Коль пойду в сады али в винограды - страница 23

стр.

От тревог и недоедания, от колыбельной качки Столетов впал в сонную одурь. Спал наяву.

Он узнавал незабвенный Монплезир, Попутный дворец, по шашкам пола и знакомой росписи сводов (герои, богини, амуры, гирлянды), по плеску залива. Был рассвет розов, за окном порхали и перекликались те, с заревым оперением, птицы, виденные им наяву в отрочестве. Все сулило необычайную радость, он ждал, изнемогая, то ли солнечного утра, то ли прихода Плениры. Под пологом розовым… блаженно, блаженно… ах, приди же скорей… нет, помедли еще. Коль сладко ждать. Она придет, ясноока, прелестна, как день.

Птицы пунсовой стайкой мелькнули за открытым в цветущий сад окном — и тут со страшной быстротой, грозно прянула угрюмая колода — и Егорушка в мгновение ока заметил расставленные наизготовку фузеи французского дела, с золотой насечкой, воронеными стволами, десяток фузей, пожалуй… — приклад в оплывшее плечо; безобразное от разлитой желчи, мрачное лицо сведено прищуром… Чудесные птицы метались и падали с жалким криком, трепеща крылами, сраженные все до единой, под ружейную пальбу и громовой, злорадный хохот Дианы-охотницы.

Он застонал, заплакал, заметался и проснулся совсем.

— Водки выпьешь? — спросил Егора караульный сержант.

Исеть-река била волною, лодку качало.


Пустошное дело Столетова не стоило ломаного гроша. Внушение с отменной суровостью сделать бы бедному виршеплету: впредь не пей, Бога бойся, царя чти! — и отпустить на поселение; несчастливец, познавший страх каторги и казематов, исправил бы свою жизнь и, пожалуй, явил бы собою образец смирения.

— Отчего же ты, Егорка, в царские дни в церковь не ходил? — спрашивал Татищев в приказной избе города Екатеринска, так прозывали новый град в простом народе.

— Я все отписал в повинной собственноручно. Я дворянин, а в обед напился пьян ради праздника, поссорился с приказными и подлого звания людьми, был хмелен гораздо, проспал заутреню… — отвечал Столетов внятно и учтиво.

Лоб у судьи — высокоумного человека, брови же густы и с мрачным изломом, карие глаза любознательны и азартны, было в них что-то песье, или сам он был охотник?

— Дворянин ты… ты — каторжный, ссыльный… Прав благородного сословия лишен, запамятовал? Повинную принес? Все расписал без утайки? Пиита…

Неблагозвучное эхо — попугайный повтор его же слов с издевкой — насторожило Столетова, но уклониться от удара он не успел. Славный историк, просветитель Сибири подтянул кружевную манжету, подступил ближе. Глаза полыхнули странной радостью — и Татищев ткнул крепким кулаком в зубы ссыльному. Заботливо осмотрел кружева — кабы не попали брызги крови с разбитых уст пииты.

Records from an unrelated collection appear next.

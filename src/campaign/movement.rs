//! Movement orders and the per-tile timing model
//!
//! An order walks its army along a precomputed route one tile at a time.
//! Crossing the current tile takes `base / (speed × modifier(current))`; the
//! elapsed time on the segment is spent when the army steps forward.
//!
//! The scheduler only owns order bookkeeping. The world drives `advance`
//! and runs the occupation check after every single-tile step.

use std::collections::BTreeMap;

use serde::{Deserialize, Serialize};

use crate::campaign::pathfinding::Route;
use crate::core::error::{Result, SimError};
use crate::core::types::{ArmyId, Millis, OrderId, Position};

/// Time to cross one tile; infinite when speed or modifier is not positive
pub fn tile_time_ms(base_time_per_tile_ms: Millis, speed: f64, movement_modifier: f64) -> Millis {
    let rate = speed * movement_modifier;
    if !rate.is_finite() || rate <= 0.0 {
        return f64::INFINITY;
    }
    base_time_per_tile_ms / rate
}

#[derive(Debug, Clone, Copy, PartialEq, Eq, Serialize, Deserialize)]
pub enum OrderStatus {
    Active,
    /// Held for the rest of the tick after combat
    Paused,
    Cancelled,
    Completed,
}

/// An in-flight movement order
#[derive(Debug, Clone, PartialEq, Serialize, Deserialize)]
pub struct MovementOrder {
    pub id: OrderId,
    pub army: ArmyId,
    pub origin: Position,
    pub destination: Position,
    /// Full route, origin first
    pub path: Vec<Position>,
    /// Index into `path` of the tile the army is standing on
    pub cursor: usize,
    /// Time spent on the current tile segment
    pub elapsed_ms: Millis,
    pub status: OrderStatus,
}

impl MovementOrder {
    pub fn new(id: OrderId, army: ArmyId, route: Route) -> Self {
        let origin = route.origin().unwrap_or_default();
        let destination = route.destination().unwrap_or(origin);
        Self {
            id,
            army,
            origin,
            destination,
            path: route.tiles,
            cursor: 0,
            elapsed_ms: 0.0,
            status: OrderStatus::Active,
        }
    }

    pub fn current_tile(&self) -> Option<Position> {
        self.path.get(self.cursor).copied()
    }

    pub fn next_tile(&self) -> Option<Position> {
        self.path.get(self.cursor + 1).copied()
    }

    /// Tiles left to walk
    pub fn remaining(&self) -> &[Position] {
        self.path.get(self.cursor + 1..).unwrap_or(&[])
    }

    pub fn is_active(&self) -> bool {
        self.status == OrderStatus::Active
    }

    pub fn is_finished(&self) -> bool {
        matches!(self.status, OrderStatus::Cancelled | OrderStatus::Completed)
    }

    /// Spend one tile's worth of time and step forward if enough has
    /// accumulated. Returns the tile entered.
    pub fn try_step(&mut self, tile_time: Millis) -> Option<Position> {
        if !self.is_active() || !tile_time.is_finite() || self.elapsed_ms < tile_time {
            return None;
        }
        let next = self.next_tile()?;
        self.elapsed_ms -= tile_time;
        self.cursor += 1;
        Some(next)
    }
}

/// Active order set, iterated in creation order
#[derive(Debug, Clone, Default, Serialize, Deserialize)]
pub struct MovementScheduler {
    orders: BTreeMap<OrderId, MovementOrder>,
    next_id: u32,
}

impl MovementScheduler {
    pub fn new() -> Self {
        Self::default()
    }

    /// Register a new order for `army`. An existing order for the same army
    /// is cancelled and replaced.
    pub fn issue(&mut self, army: ArmyId, route: Route) -> OrderId {
        if let Some(previous) = self.order_for_army(army) {
            tracing::debug!("{} replaces {} for {}", OrderId(self.next_id + 1), previous, army);
            self.orders.remove(&previous);
        }
        self.next_id += 1;
        let id = OrderId(self.next_id);
        self.orders.insert(id, MovementOrder::new(id, army, route));
        id
    }

    /// Remove an order immediately. The army stays where it is.
    pub fn cancel(&mut self, id: OrderId) -> Result<MovementOrder> {
        let mut order = self.orders.remove(&id).ok_or(SimError::OrderNotFound(id))?;
        order.status = OrderStatus::Cancelled;
        Ok(order)
    }

    pub fn get(&self, id: OrderId) -> Option<&MovementOrder> {
        self.orders.get(&id)
    }

    pub fn get_mut(&mut self, id: OrderId) -> Option<&mut MovementOrder> {
        self.orders.get_mut(&id)
    }

    pub fn order_for_army(&self, army: ArmyId) -> Option<OrderId> {
        self.orders
            .values()
            .find(|o| o.army == army)
            .map(|o| o.id)
    }

    /// Order ids in creation order
    pub fn ids(&self) -> Vec<OrderId> {
        self.orders.keys().copied().collect()
    }

    pub fn orders(&self) -> impl Iterator<Item = &MovementOrder> {
        self.orders.values()
    }

    pub fn len(&self) -> usize {
        self.orders.len()
    }

    pub fn is_empty(&self) -> bool {
        self.orders.is_empty()
    }

    /// Start-of-tick bookkeeping: resume paused orders with a fresh segment,
    /// then add `delta` to every active order
    pub fn begin_tick(&mut self, delta: Millis) {
        for order in self.orders.values_mut() {
            if order.status == OrderStatus::Paused {
                order.status = OrderStatus::Active;
                order.elapsed_ms = 0.0;
            }
            if order.is_active() {
                order.elapsed_ms += delta.max(0.0);
            }
        }
    }

    /// Hold an army's order until the next tick
    pub fn pause_army(&mut self, army: ArmyId) {
        if let Some(order) = self.orders.values_mut().find(|o| o.army == army) {
            if order.is_active() {
                order.status = OrderStatus::Paused;
            }
        }
    }

    /// Drop whatever order an army has; returns it marked finished
    pub fn remove_army(&mut self, army: ArmyId, status: OrderStatus) -> Option<MovementOrder> {
        let id = self.order_for_army(army)?;
        let mut order = self.orders.remove(&id)?;
        order.status = status;
        Some(order)
    }
}

#[cfg(test)]
mod tests {
    use super::*;

    fn route(len: i32) -> Route {
        Route {
            tiles: (0..len).map(|x| Position::new(x, 0)).collect(),
            cost_ms: (len - 1) as f64 * 1000.0,
        }
    }

    fn close(a: f64, b: f64) -> bool {
        (a - b).abs() < 0.1
    }

    #[test]
    fn test_tile_time_by_terrain() {
        assert!(close(tile_time_ms(1000.0, 7.5, 1.0), 133.3));
        assert!(close(tile_time_ms(1000.0, 7.5, 2.0), 66.7));
        assert!(close(tile_time_ms(1000.0, 7.5, 0.5), 266.7));
    }

    #[test]
    fn test_zero_speed_stalls() {
        assert!(tile_time_ms(1000.0, 0.0, 1.0).is_infinite());
        assert!(tile_time_ms(1000.0, -3.0, 1.0).is_infinite());
        assert!(tile_time_ms(1000.0, 10.0, 0.0).is_infinite());

        let mut order = MovementOrder::new(OrderId(1), ArmyId(1), route(3));
        order.elapsed_ms = 1.0e12;
        assert_eq!(order.try_step(f64::INFINITY), None);
        assert_eq!(order.cursor, 0);
    }

    #[test]
    fn test_step_consumes_time() {
        let mut order = MovementOrder::new(OrderId(1), ArmyId(1), route(3));
        order.elapsed_ms = 250.0;
        assert_eq!(order.try_step(100.0), Some(Position::new(1, 0)));
        assert_eq!(order.try_step(100.0), Some(Position::new(2, 0)));
        assert_eq!(order.try_step(100.0), None);
        assert!(close(order.elapsed_ms, 50.0));
        assert!(order.remaining().is_empty());
    }

    #[test]
    fn test_step_needs_full_tile_time() {
        let mut order = MovementOrder::new(OrderId(1), ArmyId(1), route(2));
        order.elapsed_ms = 99.0;
        assert_eq!(order.try_step(100.0), None);
        order.elapsed_ms = 100.0;
        assert_eq!(order.try_step(100.0), Some(Position::new(1, 0)));
    }

    #[test]
    fn test_issue_replaces_existing_order() {
        let mut scheduler = MovementScheduler::new();
        let first = scheduler.issue(ArmyId(7), route(4));
        let second = scheduler.issue(ArmyId(7), route(2));
        assert_ne!(first, second);
        assert_eq!(scheduler.len(), 1);
        assert!(scheduler.get(first).is_none());
        assert_eq!(scheduler.order_for_army(ArmyId(7)), Some(second));
    }

    #[test]
    fn test_cancel_unknown_order() {
        let mut scheduler = MovementScheduler::new();
        assert!(matches!(
            scheduler.cancel(OrderId(3)),
            Err(SimError::OrderNotFound(OrderId(3)))
        ));
        let id = scheduler.issue(ArmyId(1), route(3));
        let cancelled = scheduler.cancel(id).unwrap();
        assert_eq!(cancelled.status, OrderStatus::Cancelled);
        assert!(scheduler.is_empty());
    }

    #[test]
    fn test_paused_order_resumes_with_fresh_segment() {
        let mut scheduler = MovementScheduler::new();
        let id = scheduler.issue(ArmyId(1), route(3));
        scheduler.begin_tick(60.0);
        scheduler.pause_army(ArmyId(1));
        assert_eq!(scheduler.get(id).unwrap().status, OrderStatus::Paused);

        scheduler.begin_tick(40.0);
        let order = scheduler.get(id).unwrap();
        assert!(order.is_active());
        assert_eq!(order.elapsed_ms, 40.0);
    }

    #[test]
    fn test_ids_in_creation_order() {
        let mut scheduler = MovementScheduler::new();
        let a = scheduler.issue(ArmyId(9), route(2));
        let b = scheduler.issue(ArmyId(3), route(2));
        assert_eq!(scheduler.ids(), vec![a, b]);
    }
}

— Ты про свои беззаконные надежды и про цесаревну Елисавету Петровну здесь не писал ничего. А ты напиши, напиши! Облегчи совесть!

Ошеломленный Егор глотал соленую от крови слюну. Смотрел на крутой лоб дознавателя и видел курган могильный, именно ему назначенный, как до того — многим, без числа раскольничьим старцам и инородцам.

Он попросил прислать в тюрьму священника — покаяться перед неминучей лютой кончиной.

Татищев же отдал попу весьма безбожный приказ: слух затыкать перстами, ежели важный государственный преступник на исповеди начнет упоминать имена великих персон, кои с ним хороши были, или скажет что тайности подлежащее; саму исповедь опосля пересказать в подробностях — сего требовал от забитого духовенства и сам император Петр Великий. Дело-то секретное, до вышних особ касаемое!

Государство богатеет от добрых законов и разумной экономии, наипаче важны горное дело и торговля с заморскими странами.

Торги и мануфактуры — вот что нам надобно. И законы, законы. И школы.

И в Платоновом государстве питомцы Феба, яко люди неблагонадежные, должны за стогны идеального града изгоняться. А сей дворянчик еще и вреден близостью к вышним, избалован донельзя Фортуною.

Щегольская, увеселительная наука стихотворства потребна ли человеку разумному?

Самородное золото берг-инженер Татищев распознавал и ценил в диком камне, в недрах земли. В живом человеке, втоптанном в грязь, золота не усмотрел. Не узрел даже забавной окаменелости — древнее дерево ископаемое имеет кровяной оттенок и весьма годно ювелирам, оправь в благородный металл — и выйдет украшение тонкого вкуса.